However, Lewis teaches generate a confidence score for each of the plurality of transcribed words; and determine one or more transcribed words within the plurality of transcribed words having a low confidence score ([0031] “An overall confidence value may be assessed based on an alignment of a candidate word (e.g., a single word or a longer phrase) with a candidate audio segment of the audio signal. The confidence value may indicate a quality of the alignment, e.g., based on statistical features and confidence values output by statistical models, neural networks, and/or acoustical models included in the language model”, the confidence value (score) provides a correlation between the audio steam and transcribed word).
McQuiston in view of Poddar in view of Lewis are considered to be analogous to the claimed invention because all are in the same field of automatic speech recognition.  Therefore, it would have been obvious to someone of ordinary skill in the art before the effective filing date of the claimed invention to have modified the method speech analysis of McQuiston in view of Poddar with the scoring systems done by language models to detect error taught by Lewis in order to allow for efficient revising of a transcription output of an automatic speech recognition system (see Lewis [0009]).

Regarding claim 3, McQuiston in view of Poddar in view of Lewis teaches all of the limitations of claim 2, upon which claim 3 depends.  
Additionally, Lewis teaches provide, to the first client device, an indication of the one or more transcribed words having the low confidence score ([0040]” the system identifies a portion of the transcription that has a likelihood of transcription error based on the output of one or more models used in determining the transcription… the system graphically indicates the identified portion of the transcription, for example, by displaying a box around the text in the identified portion, or by displaying the text in the portion in a different color, font, style (e.g., underlining or italics), size, emphasis, etc.”); 
and request, from the first client device, feedback on the one or more transcribed words having the low confidence score ([0019] “the program 108a may be used to identify and graphically indicate the portion of the transcription eligible for the correction to the user, so the user can review the graphically indicated portion”).

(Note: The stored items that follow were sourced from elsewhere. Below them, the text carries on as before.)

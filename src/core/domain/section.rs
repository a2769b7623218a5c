//! Config sections.
//!
//! A section is one `# :name - description` header plus the `key=value`
//! lines that follow it. Each section maps to one path in the secret store.

use super::SecretDocument;

/// A single `key=value` line captured under a section header.
#[derive(Debug, Clone, PartialEq, Eq)]
pub struct Entry {
    /// Key as written in the file (e.g. `DB_HOST`)
    pub original_key: String,
    /// Lowercased key used as the stored field name (e.g. `db_host`)
    pub key: String,
    /// Value with surrounding whitespace and quotes removed
    pub value: String,
}

impl Entry {
    /// Build an entry, deriving the stored field name from `original_key`.
    pub fn new(original_key: impl Into<String>, value: impl Into<String>) -> Self {
        let original_key = original_key.into();
        Self {
            key: original_key.to_lowercase(),
            original_key,
            value: value.into(),
        }
    }
}

/// A named group of entries destined for one secret path.
#[derive(Debug, Clone, PartialEq, Eq)]
pub struct ConfigSection {
    /// Identifier exactly as written in the header, for display
    pub name: String,
    /// Lowercased identifier, used as the secret path segment
    pub key: String,
    /// Free text after the `-` in the header
    pub description: String,
    /// Entries in file order
    pub entries: Vec<Entry>,
}

impl ConfigSection {
    pub fn new(name: impl Into<String>, description: impl Into<String>) -> Self {
        let name = name.into();
        Self {
            key: name.to_lowercase(),
            name,
            description: description.into(),
            entries: Vec::new(),
        }
    }

    /// Append an entry.
    pub fn push(&mut self, original_key: impl Into<String>, value: impl Into<String>) {
        self.entries.push(Entry::new(original_key, value));
    }

    /// Number of entries (duplicates included).
    pub fn len(&self) -> usize {
        self.entries.len()
    }

    pub fn is_empty(&self) -> bool {
        self.entries.is_empty()
    }

    /// Payload to publish for this section.
    ///
    /// Later duplicates of the same field win.
    pub fn document(&self) -> SecretDocument {
        SecretDocument::from_entries(&self.entries)
    }
}

/// Sections keyed by [`ConfigSection::key`], in first-seen order.
///
/// Re-inserting an existing key replaces that section in place, so a
/// repeated header keeps its original position but loses earlier entries.
#[derive(Debug, Clone, Default, PartialEq, Eq)]
pub struct Sections {
    items: Vec<ConfigSection>,
}

impl Sections {
    pub fn new() -> Self {
        Self::default()
    }

    /// Insert a section, returning its index.
    pub fn insert(&mut self, section: ConfigSection) -> usize {
        match self.position(&section.key) {
            Some(idx) => {
                self.items[idx] = section;
                idx
            }
            None => {
                self.items.push(section);
                self.items.len() - 1
            }
        }
    }

    /// Look up a section by key.
    pub fn get(&self, key: &str) -> Option<&ConfigSection> {
        self.items.iter().find(|s| s.key == key)
    }

    pub(crate) fn get_index_mut(&mut self, idx: usize) -> Option<&mut ConfigSection> {
        self.items.get_mut(idx)
    }

    fn position(&self, key: &str) -> Option<usize> {
        self.items.iter().position(|s| s.key == key)
    }

    /// Section keys in order.
    pub fn keys(&self) -> impl Iterator<Item = &str> {
        self.items.iter().map(|s| s.key.as_str())
    }

    pub fn iter(&self) -> std::slice::Iter<'_, ConfigSection> {
        self.items.iter()
    }

    pub fn len(&self) -> usize {
        self.items.len()
    }

    pub fn is_empty(&self) -> bool {
        self.items.is_empty()
    }
}

impl<'a> IntoIterator for &'a Sections {
    type Item = &'a ConfigSection;
    type IntoIter = std::slice::Iter<'a, ConfigSection>;

    fn into_iter(self) -> Self::IntoIter {
        self.iter()
    }
}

Regarding claim 8, McQuiston in view of Poddar teaches all of the limitations of claim 7, upon which claim 8 depends.  
McQuiston in view of Poddar fails to teach receiving an indication that the one or more transcribed words are not a correct transcript of corresponding spoken words within at least the subset of the one or more audio streams; and receiving one or more corrected words corresponding to the one or more transcribed words.
However, Lewis teaches receiving an indication that the one or more transcribed words are not a correct transcript of corresponding spoken words within at least the subset of the one or more audio streams ([0019] “the proofreading program 108a may identify the portion of the transcription that should be corrected either prior to, concurrently with, or after the user inputs text input for the correction”); 
and receiving one or more corrected words corresponding to the one or more transcribed words ([0042] FIG 2. “At step 214, the system receives a text input from the user indicating a revision to the transcription”).
McQuiston in view of Poddar in view of Lewis are considered to be analogous to the claimed invention because both are in the same field of automatic speech recognition.  Therefore, it would have been obvious to someone of ordinary skill in the art before the effective filing date of the claimed invention to have modified the speech analysis systems of McQuiston in view of Poddar with the method of indication to correct the transcript taught by Lewis in order to allow for efficient revising of a transcription output of an automatic speech recognition system (see Lewis [0009]).

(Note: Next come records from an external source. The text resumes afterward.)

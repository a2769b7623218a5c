//! First-run setup of the secret store.
//!
//! Ensures the KV v2 mount exists, writes the app and readonly policies, and
//! mints one token for each. The sequence is not transactional: a failure
//! stops the remaining steps and leaves earlier ones in place. Re-running is
//! safe for the mount and policies; tokens are minted fresh every time.

use tracing::{info, warn};

use crate::core::constants;
use crate::core::domain::{
    BootstrapTokens, Capability, IssuedToken, Policy, Rule, TokenRequest,
};
use crate::core::store::{MountKind, SecretStore};
use crate::error::BootstrapError;

/// Name of the application policy for `mount`.
pub fn app_policy_name(mount: &str) -> String {
    format!("{}-app", mount)
}

/// Name of the readonly policy for `mount`.
pub fn readonly_policy_name(mount: &str) -> String {
    format!("{}-readonly", mount)
}

/// Read access to every secret under `mount`, plus token self-service.
pub fn app_policy(mount: &str) -> Policy {
    Policy::new(
        app_policy_name(mount),
        vec![
            Rule::new(format!("{}/data/*", mount), &[Capability::Read])
                .with_comment("Read-only access to application secrets"),
            Rule::new("auth/token/renew-self", &[Capability::Update])
                .with_comment("Allow token renewal"),
            Rule::new("auth/token/lookup-self", &[Capability::Read])
                .with_comment("Allow token lookup"),
        ],
    )
}

/// Read access to every secret under `mount`.
pub fn readonly_policy(mount: &str) -> Policy {
    Policy::new(
        readonly_policy_name(mount),
        vec![Rule::new(format!("{}/data/*", mount), &[Capability::Read])
            .with_comment("Read-only access for monitoring/debugging")],
    )
}

/// Token parameters for the app policy.
pub fn app_token_request(mount: &str, environment: &str) -> TokenRequest {
    TokenRequest {
        policy: app_policy_name(mount),
        ttl: constants::APP_TOKEN_TTL,
        renewable: true,
        display_name: format!("{}-app-token-{}", mount, environment),
    }
}

/// Token parameters for the readonly policy.
pub fn readonly_token_request(mount: &str, environment: &str) -> TokenRequest {
    TokenRequest {
        policy: readonly_policy_name(mount),
        ttl: constants::READONLY_TOKEN_TTL,
        renewable: true,
        display_name: format!("{}-readonly-token-{}", mount, environment),
    }
}

/// Run the bootstrap sequence against `store`.
///
/// # Errors
///
/// Returns the first failing step as a `BootstrapError`. Steps already
/// completed are not rolled back.
pub fn bootstrap<S: SecretStore + ?Sized>(
    store: &S,
    mount: &str,
    environment: &str,
) -> Result<BootstrapTokens, BootstrapError> {
    info!(mount, environment, "bootstrapping secret store");

    if store.mount_exists(mount) {
        info!(mount, "mount already exists");
    } else {
        info!(mount, kind = %MountKind::KvV2, "enabling mount");
        store
            .enable_mount(mount, MountKind::KvV2)
            .map_err(|source| BootstrapError::Mount {
                mount: mount.to_string(),
                source,
            })?;
    }

    for policy in [app_policy(mount), readonly_policy(mount)] {
        store
            .write_policy(&policy)
            .map_err(|source| BootstrapError::PolicyWrite {
                name: policy.name.clone(),
                source,
            })?;
        info!(policy = %policy.name, "policy written");
    }

    // Tokens are always minted new; earlier ones stay valid until they
    // expire or are revoked.
    let app = mint(store, &app_token_request(mount, environment))?;
    let readonly = mint(store, &readonly_token_request(mount, environment))?;

    Ok(BootstrapTokens { app, readonly })
}

fn mint<S: SecretStore + ?Sized>(
    store: &S,
    request: &TokenRequest,
) -> Result<IssuedToken, BootstrapError> {
    let token = store.create_token(request).map_err(|source| {
        warn!(policy = %request.policy, error = %source, "token creation failed");
        BootstrapError::TokenCreate {
            policy: request.policy.clone(),
            source,
        }
    })?;
    info!(policy = %request.policy, ttl = %request.ttl_string(), "token created");
    Ok(token)
}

Regarding claim 9, McQuiston in view of Poddar teaches all of the limitations of claim 7, upon which claim 9 depends.  
McQuiston in view of Poddar fails to teach determining a profile associated with the first client device; determining a confidence score for the correction received from the first client device based on the profile associated with the first client device.
However, Lewis teaches determining a profile associated with the first client device ([0058] “Computing system 100 from FIG. 1 is a computer system configured to provide any to all of the compute functionality described herein”, examiner interprets this communication occurring to the profile of the first client device”); 
determining a confidence score for the correction received from the first client device based on the profile associated with the first client device ([0054] “the speech recognition system 100 may also be configured to recognize a selection of one of the plurality of text candidates by the user 11”, user 11 (profile) associated with device 100; [0017] “Input subsystem 104 may include any suitable input devices to allow user 11 to supply corrections and otherwise interact with speech recognition system 100”, modifying confidence values for text candidates/corrections approved by the user 11 (profile)).
	McQuiston in view of Poddar in view of Lewis are considered to be analogous to the claimed invention because both are in the same field of automatic speech recognition.  Therefore, it would have been obvious to someone of ordinary skill in the art before the effective filing date of the claimed invention to have modified speech analysis systems of McQuiston in view of Poddar with the scoring systems done by language models to detect error taught by Lewis in order to allow for efficient revising of a transcription output of an automatic speech recognition system (see Lewis [0009]).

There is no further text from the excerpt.